(Saved data entries)
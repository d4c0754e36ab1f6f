// modoya_storefront/src/web/handlers/cart_handlers.rs

use actix_web::{web, HttpResponse};
use modoya::{CartAction, CartLine, CartSummary, ContextData, PipelineResult, UpdateOutcome};
use serde_json::json;
use tracing::{info, instrument, warn};

use super::session_handlers::SessionId;
use crate::errors::AppError;
use crate::pipelines::contexts::AddToCartCtxData;
use crate::state::AppState;

fn cart_body(lines: Vec<CartLine>) -> serde_json::Value {
  let summary = CartSummary::of(&lines);
  json!({ "lines": lines, "summary": summary })
}

#[instrument(name = "handler::view_cart", skip(app_state), fields(session_id = %session.as_str()))]
pub async fn view_cart_handler(app_state: web::Data<AppState>, session: SessionId) -> Result<HttpResponse, AppError> {
  let lines = app_state.carts.read(session.as_str(), &app_state.catalog);
  Ok(HttpResponse::Ok().json(cart_body(lines)))
}

#[instrument(
    name = "handler::add_to_cart",
    skip(app_state, path),
    fields(session_id = %session.as_str(), item_id = %path.as_ref())
)]
pub async fn add_to_cart_handler(
  app_state: web::Data<AppState>,
  path: web::Path<u64>,
  session: SessionId,
) -> Result<HttpResponse, AppError> {
  let item_id = path.into_inner();
  info!("Add to cart attempt for session {}, item {}", session.as_str(), item_id);

  let ctx_data = ContextData::new(AddToCartCtxData::new(
    app_state.get_ref().clone(),
    session.0.clone(),
    item_id,
  ));

  match app_state.workflows.run(ctx_data.clone()).await {
    Ok(PipelineResult::Completed) => {
      let guard = ctx_data.read();
      let entry = guard.cart_entry.ok_or_else(|| {
        warn!(
          "Add to Cart pipeline completed for session {} but no cart entry was recorded.",
          session.as_str()
        );
        AppError::Internal("Cart update completed, but entry details are unavailable.".to_string())
      })?;

      Ok(HttpResponse::Ok().json(json!({
          "message": "Item added to cart.",
          "itemId": item_id,
          "series": guard.series_for_response,
          "entry": entry,
      })))
    }
    Ok(PipelineResult::Stopped) => {
      warn!("Add to Cart pipeline for session {} was stopped by a handler.", session.as_str());
      Err(AppError::PipelineHaltedByHandler)
    }
    Err(app_err) => {
      warn!("Add to Cart pipeline failed for session {}: {:?}", session.as_str(), app_err);
      Err(app_err)
    }
  }
}

fn outcome_response(
  app_state: &AppState,
  session: &SessionId,
  item_id: u64,
  outcome: UpdateOutcome,
) -> Result<HttpResponse, AppError> {
  // NotInCart and Rejected leave the cart unchanged and are not errors.
  match outcome {
    UpdateOutcome::NotInCart => info!("Item {} is not in the cart; nothing to update.", item_id),
    UpdateOutcome::Rejected => info!("Duration update for item {} rejected; previous value kept.", item_id),
    UpdateOutcome::Applied | UpdateOutcome::Removed => {}
  }
  let lines = app_state.carts.read(session.as_str(), &app_state.catalog);
  let mut body = cart_body(lines);
  body["outcome"] = json!(outcome);
  Ok(HttpResponse::Ok().json(body))
}

#[instrument(
    name = "handler::update_cart_item",
    skip(app_state, path, action),
    fields(session_id = %session.as_str(), item_id = %path.as_ref(), action = ?action.0)
)]
pub async fn update_cart_item_handler(
  app_state: web::Data<AppState>,
  path: web::Path<u64>,
  action: web::Json<CartAction>,
  session: SessionId,
) -> Result<HttpResponse, AppError> {
  let item_id = path.into_inner();
  let outcome = app_state.carts.update(session.as_str(), item_id, action.into_inner());
  outcome_response(&app_state, &session, item_id, outcome)
}

#[instrument(name = "handler::remove_cart_item", skip(app_state, path), fields(session_id = %session.as_str(), item_id = %path.as_ref()))]
pub async fn remove_cart_item_handler(
  app_state: web::Data<AppState>,
  path: web::Path<u64>,
  session: SessionId,
) -> Result<HttpResponse, AppError> {
  let item_id = path.into_inner();
  let outcome = app_state.carts.update(session.as_str(), item_id, CartAction::Remove);
  outcome_response(&app_state, &session, item_id, outcome)
}

#[instrument(name = "handler::clear_cart", skip(app_state), fields(session_id = %session.as_str()))]
pub async fn clear_cart_handler(app_state: web::Data<AppState>, session: SessionId) -> Result<HttpResponse, AppError> {
  app_state.carts.clear(session.as_str());
  Ok(HttpResponse::Ok().json(cart_body(Vec::new())))
}
// modoya/src/filter.rs

use crate::catalog::Item;
use serde::Deserialize;

/// Optional equality criteria. `None` or blank values match everything.
#[derive(Debug, Clone, Default, PartialEq, Eq, Deserialize)]
pub struct FilterCriteria {
  #[serde(default)]
  pub category: Option<String>,
  #[serde(default)]
  pub style: Option<String>,
  #[serde(default)]
  pub color: Option<String>,
  #[serde(default)]
  pub season: Option<String>,
}

impl FilterCriteria {
  pub fn by_style(style: impl Into<String>) -> Self {
    Self {
      style: Some(style.into()),
      ..Default::default()
    }
  }

  pub fn is_empty(&self) -> bool {
    [&self.category, &self.style, &self.color, &self.season]
      .iter()
      .all(|c| active(c).is_none())
  }

  /// All active criteria must hold. An absent item field compares as "".
  pub fn matches(&self, item: &Item) -> bool {
    field_matches(&self.category, item.category())
      && field_matches(&self.style, item.style())
      && field_matches(&self.color, item.color())
      && field_matches(&self.season, item.season())
  }
}

fn active(criterion: &Option<String>) -> Option<&str> {
  criterion.as_deref().filter(|c| !c.trim().is_empty())
}

fn field_matches(criterion: &Option<String>, value: Option<&str>) -> bool {
  match active(criterion) {
    None => true,
    Some(wanted) => value.unwrap_or("").to_lowercase() == wanted.to_lowercase(),
  }
}

/// Items matching `criteria`, in catalog order.
pub fn filter_items<'a>(items: &'a [Item], criteria: &FilterCriteria) -> Vec<&'a Item> {
  items.iter().filter(|item| criteria.matches(item)).collect()
}
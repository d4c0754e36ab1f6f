// modoya_storefront/src/web/routes.rs

use actix_web::web;

use crate::web::handlers::{cart_handlers, catalog_handlers, checkout_handlers, session_handlers, style_handlers};

async fn health_check_handler() -> actix_web::HttpResponse {
  actix_web::HttpResponse::Ok().json(serde_json::json!({ "status": "ok" }))
}

// Called from `main.rs` (and the route tests) to mount every API route.
pub fn configure_app_routes(cfg: &mut web::ServiceConfig) {
  cfg.service(
    web::scope("/api/v1")
      .route("/health", web::get().to(health_check_handler))
      .route("/session", web::post().to(session_handlers::create_session_handler))
      // Catalog Routes
      .service(
        web::scope("/catalog")
          .route("", web::get().to(catalog_handlers::list_catalog_handler))
          .route("/options", web::get().to(catalog_handlers::catalog_options_handler))
          .route("/{item_id}", web::get().to(catalog_handlers::get_item_handler)),
      )
      // Cart Routes, scoped by the X-Session-ID header
      .service(
        web::scope("/cart")
          .route("", web::get().to(cart_handlers::view_cart_handler))
          .route("", web::delete().to(cart_handlers::clear_cart_handler))
          .route("/{item_id}", web::post().to(cart_handlers::add_to_cart_handler))
          .route("/{item_id}", web::patch().to(cart_handlers::update_cart_item_handler))
          .route("/{item_id}", web::delete().to(cart_handlers::remove_cart_item_handler)),
      )
      .route("/checkout/{order_type}", web::post().to(checkout_handlers::checkout_handler))
      .route("/style-match", web::post().to(style_handlers::style_match_handler)),
  );
}
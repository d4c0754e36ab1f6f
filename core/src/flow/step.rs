// modoya/src/flow/step.rs
use super::ContextData;
use std::sync::Arc;

/// Evaluated before a step runs; returning `true` skips the step.
pub type SkipCondition<TData> = Arc<dyn Fn(ContextData<TData>) -> bool + Send + Sync + 'static>;

#[derive(Clone)]
pub struct StepDef<T: 'static + Send + Sync> {
  pub name: String,
  /// An optional step without handlers is skipped instead of failing the run.
  pub optional: bool,
  pub skip_if: Option<SkipCondition<T>>,
}

impl<T: 'static + Send + Sync> std::fmt::Debug for StepDef<T> {
  fn fmt(&self, f: &mut std::fmt::Formatter<'_>) -> std::fmt::Result {
    f.debug_struct("StepDef")
      .field("name", &self.name)
      .field("optional", &self.optional)
      .field("skip_if_present", &self.skip_if.is_some())
      .finish()
  }
}
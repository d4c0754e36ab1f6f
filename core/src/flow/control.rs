// modoya/src/flow/control.rs

/// Returned by every handler.
#[derive(Debug, Clone, Copy, PartialEq, Eq)]
pub enum PipelineControl {
  Continue,
  /// Halt the pipeline. Remaining handlers of the current step and all later
  /// steps are not run.
  Stop,
}

/// How a run ended when no handler failed.
#[derive(Debug, Clone, Copy, PartialEq, Eq)]
pub enum PipelineResult {
  Completed,
  Stopped,
}
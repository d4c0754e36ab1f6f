// modoya_storefront/src/web/handlers/style_handlers.rs

use actix_web::{web, HttpResponse};
use modoya::{ContextData, PipelineResult};
use serde::Deserialize;
use tracing::{info, instrument, warn};

use crate::errors::AppError;
use crate::pipelines::contexts::StyleMatchCtxData;
use crate::state::AppState;

#[derive(Deserialize, Debug)]
pub struct StyleMatchRequestPayload {
  #[serde(default)]
  pub images: Vec<String>,
}

#[instrument(name = "handler::style_match", skip(app_state, req_payload), fields(image_count = req_payload.images.len()))]
pub async fn style_match_handler(
  app_state: web::Data<AppState>,
  req_payload: web::Json<StyleMatchRequestPayload>,
) -> Result<HttpResponse, AppError> {
  let ctx_data = ContextData::new(StyleMatchCtxData::new(
    app_state.get_ref().clone(),
    req_payload.into_inner().images,
  ));

  match app_state.workflows.run(ctx_data.clone()).await {
    Ok(PipelineResult::Completed) => {
      let style_match = ctx_data
        .write()
        .style_match
        .take()
        .ok_or_else(|| AppError::Internal("Style match completed without a result.".to_string()))?;
      info!(
        "Style match complete: '{}' with {} recommendation(s).",
        style_match.style,
        style_match.recommendations.len()
      );

      Ok(HttpResponse::Ok().json(style_match))
    }
    Ok(PipelineResult::Stopped) => {
      warn!("Style match pipeline was stopped by a handler.");
      Err(AppError::PipelineHaltedByHandler)
    }
    Err(app_err) => {
      warn!("Style match pipeline failed: {:?}", app_err);
      Err(app_err)
    }
  }
}
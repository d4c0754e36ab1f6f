// modoya_storefront/src/config.rs

use crate::errors::{AppError, Result};
use dotenvy::dotenv;
use std::env;
use std::path::PathBuf;

#[derive(Debug, Clone)]
pub struct AppConfig {
  pub server_host: String,
  pub server_port: u16,

  // Directory holding the item sidecars and their images.
  pub catalog_dir: PathBuf,

  // Mock vision collaborator
  pub mock_vision_style: Option<String>,
  pub mock_vision_latency_ms: u64,
}

impl AppConfig {
  pub fn from_env() -> Result<Self> {
    dotenv().ok(); // Load .env file if present
    Self::from_lookup(|var_name| env::var(var_name).ok())
  }

  /// Builds the config from any variable source; unset variables take their defaults.
  pub fn from_lookup(lookup: impl Fn(&str) -> Option<String>) -> Result<Self> {
    let get_env = |var_name: &str| lookup(var_name).filter(|value| !value.trim().is_empty());

    let server_host = get_env("SERVER_HOST").unwrap_or_else(|| "127.0.0.1".to_string());
    let server_port = get_env("SERVER_PORT")
      .unwrap_or_else(|| "8080".to_string())
      .parse::<u16>()
      .map_err(|e| AppError::Config(format!("Invalid SERVER_PORT: {}", e)))?;
    let catalog_dir = PathBuf::from(get_env("CATALOG_DIR").unwrap_or_else(|| "Pictures".to_string()));

    let mock_vision_style = get_env("MOCK_VISION_STYLE").map(|style| style.trim().to_string());
    let mock_vision_latency_ms = get_env("MOCK_VISION_LATENCY_MS")
      .unwrap_or_else(|| "40".to_string())
      .parse::<u64>()
      .map_err(|e| AppError::Config(format!("Invalid MOCK_VISION_LATENCY_MS: {}", e)))?;

    tracing::info!("Application configuration loaded successfully.");
    tracing::debug!(
      server_host = %server_host,
      server_port,
      catalog_dir = %catalog_dir.display(),
      mock_vision_style = ?mock_vision_style,
      mock_vision_latency_ms,
      "Loaded config details"
    );

    Ok(Self {
      server_host,
      server_port,
      catalog_dir,
      mock_vision_style,
      mock_vision_latency_ms,
    })
  }

  pub fn bind_address(&self) -> String {
    format!("{}:{}", self.server_host, self.server_port)
  }
}
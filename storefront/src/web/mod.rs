// modoya_storefront/src/web/mod.rs

pub mod handlers;
pub mod routes;

pub use routes::configure_app_routes;
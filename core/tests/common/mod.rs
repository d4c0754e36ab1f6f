// tests/common/mod.rs
#![allow(dead_code)] // Not every test binary uses every helper

use async_trait::async_trait;
use modoya::{Catalog, ContextData, Item, ItemRecord, ModoyaError, ModoyaResult, PipelineControl, StyleClassifier, StyleImage};
use serde_json::{json, Value};
use std::path::Path;
use std::sync::atomic::{AtomicUsize, Ordering};
use tracing::Level;

// --- Catalog fixtures ---
pub fn record(
  row_id: u64,
  category: &str,
  series: &str,
  style: &str,
  material: &str,
  color: &str,
  season: &str,
) -> ItemRecord {
  ItemRecord {
    row_id: Some(row_id),
    category: Some(category.to_string()),
    series: Some(series.to_string()),
    style: Some(style.to_string()),
    material: Some(material.to_string()),
    color: Some(color.to_string()),
    location: Some("Living Room".to_string()),
    season: Some(season.to_string()),
    image_file: Some(format!("item_{}.png", row_id)),
  }
}

pub fn item(record: ItemRecord) -> Item {
  Item::new(record, None)
}

/// Eight items across two styles plus one premium chair (#7).
pub fn sample_catalog() -> Catalog {
  Catalog::from_items(vec![
    item(record(1, "Sofa", "Aurora", "Scandinavian", "Linen", "Beige", "All Season")),
    item(record(2, "Chair", "Birch", "Scandinavian", "Oak", "Natural", "Summer")),
    item(record(3, "Lamp", "Halo", "Scandinavian", "Brass", "Gold", "Winter")),
    item(record(4, "Storage", "Fjord", "Scandinavian", "Pine", "White", "All Season")),
    item(record(5, "Table", "Nook", "Scandinavian", "Ash", "Natural", "Spring")),
    item(record(6, "Sofa", "Velour", "Mid-Century Modern", "Velvet", "Green", "Winter")),
    item(record(7, "Chair", "Gatsby", "Art Deco", "Leather", "Black", "Autumn")),
    item(record(8, "Lamp", "Arc", "Mid-Century Modern", "Metal", "Black", "All Season")),
  ])
}

/// Writes `value` as `<name>.json` into `dir`.
pub fn write_sidecar(dir: &Path, name: &str, value: &Value) {
  let path = dir.join(format!("{}.json", name));
  std::fs::write(&path, serde_json::to_vec_pretty(value).unwrap()).unwrap();
}

pub fn sidecar_json(row_id: u64, category: &str, style: &str, material: &str, image: &str) -> Value {
  json!({
    "row_id": row_id,
    "category": category,
    "series": format!("Series {}", row_id),
    "style": style,
    "material": material,
    "color": "Grey",
    "location": "Bedroom",
    "season": "All Season",
    "image_file": image,
  })
}

// --- Vision stub ---

/// Answers every call with a fixed descriptor and counts the calls.
pub struct StubClassifier {
  pub response: ModoyaResult<Value, String>,
  pub calls: AtomicUsize,
}

impl StubClassifier {
  pub fn answering(response: Value) -> Self {
    Self {
      response: Ok(response),
      calls: AtomicUsize::new(0),
    }
  }

  pub fn failing(message: &str) -> Self {
    Self {
      response: Err(message.to_string()),
      calls: AtomicUsize::new(0),
    }
  }

  pub fn call_count(&self) -> usize {
    self.calls.load(Ordering::SeqCst)
  }
}

#[async_trait]
impl StyleClassifier for StubClassifier {
  async fn analyze(&self, _images: &[StyleImage]) -> ModoyaResult<Value> {
    self.calls.fetch_add(1, Ordering::SeqCst);
    self.response.clone().map_err(ModoyaError::ClassifierFailure)
  }
}

pub fn image(bytes: &[u8]) -> StyleImage {
  StyleImage { bytes: bytes.to_vec() }
}

// --- Flow engine fixtures ---
#[derive(Clone, Debug, Default)]
pub struct TestContext {
  pub counter: i32,
  pub message: String,
  pub steps_executed: Vec<String>,
  pub should_stop_at: Option<String>,
}

#[derive(Debug, thiserror::Error, Clone, PartialEq, Eq)]
pub enum TestError {
  #[error("Engine error: {0}")]
  Engine(String), // Debug form of the ModoyaError, for Eq comparison

  #[error("Test handler failed: {0}")]
  Handler(String),
}

impl From<ModoyaError> for TestError {
  fn from(err: ModoyaError) -> Self {
    TestError::Engine(format!("{:?}", err))
  }
}

pub fn create_simple_handler(
  step_name: &'static str,
  message_to_append: &'static str,
) -> modoya::flow::Handler<TestContext, TestError> {
  Box::new(move |ctx: ContextData<TestContext>| {
    Box::pin(async move {
      let mut guard = ctx.write();
      guard.counter += 1;
      guard.message.push_str(message_to_append);
      guard.steps_executed.push(step_name.to_string());
      if guard.should_stop_at.as_deref() == Some(step_name) {
        return Ok(PipelineControl::Stop);
      }
      Ok(PipelineControl::Continue)
    })
  })
}

pub fn create_failing_handler(
  step_name: &'static str,
  error_message: &'static str,
) -> modoya::flow::Handler<TestContext, TestError> {
  Box::new(move |ctx: ContextData<TestContext>| {
    Box::pin(async move {
      ctx.write().steps_executed.push(step_name.to_string());
      Err(TestError::Handler(error_message.to_string()))
    })
  })
}

// --- Tracing ---
use once_cell::sync::Lazy;
static TRACING_INIT: Lazy<()> = Lazy::new(|| {
  tracing_subscriber::fmt()
    .with_max_level(Level::DEBUG)
    .with_test_writer()
    .try_init()
    .ok();
});

pub fn setup_tracing() {
  Lazy::force(&TRACING_INIT);
}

Work item -
Among the records above, only the lines between the line holding "guard.steps_executed.push(step_name.to_string());" and the line holding "tracing_subscriber::fmt()", inclusive, are to be output, exactly as written.

Answer section -
      guard.steps_executed.push(step_name.to_string());
      if guard.should_stop_at.as_deref() == Some(step_name) {
        return Ok(PipelineControl::Stop);
      }
      Ok(PipelineControl::Continue)
    })
  })
}

pub fn create_failing_handler(
  step_name: &'static str,
  error_message: &'static str,
) -> modoya::flow::Handler<TestContext, TestError> {
  Box::new(move |ctx: ContextData<TestContext>| {
    Box::pin(async move {
      ctx.write().steps_executed.push(step_name.to_string());
      Err(TestError::Handler(error_message.to_string()))
    })
  })
}

// --- Tracing ---
use once_cell::sync::Lazy;
static TRACING_INIT: Lazy<()> = Lazy::new(|| {
  tracing_subscriber::fmt()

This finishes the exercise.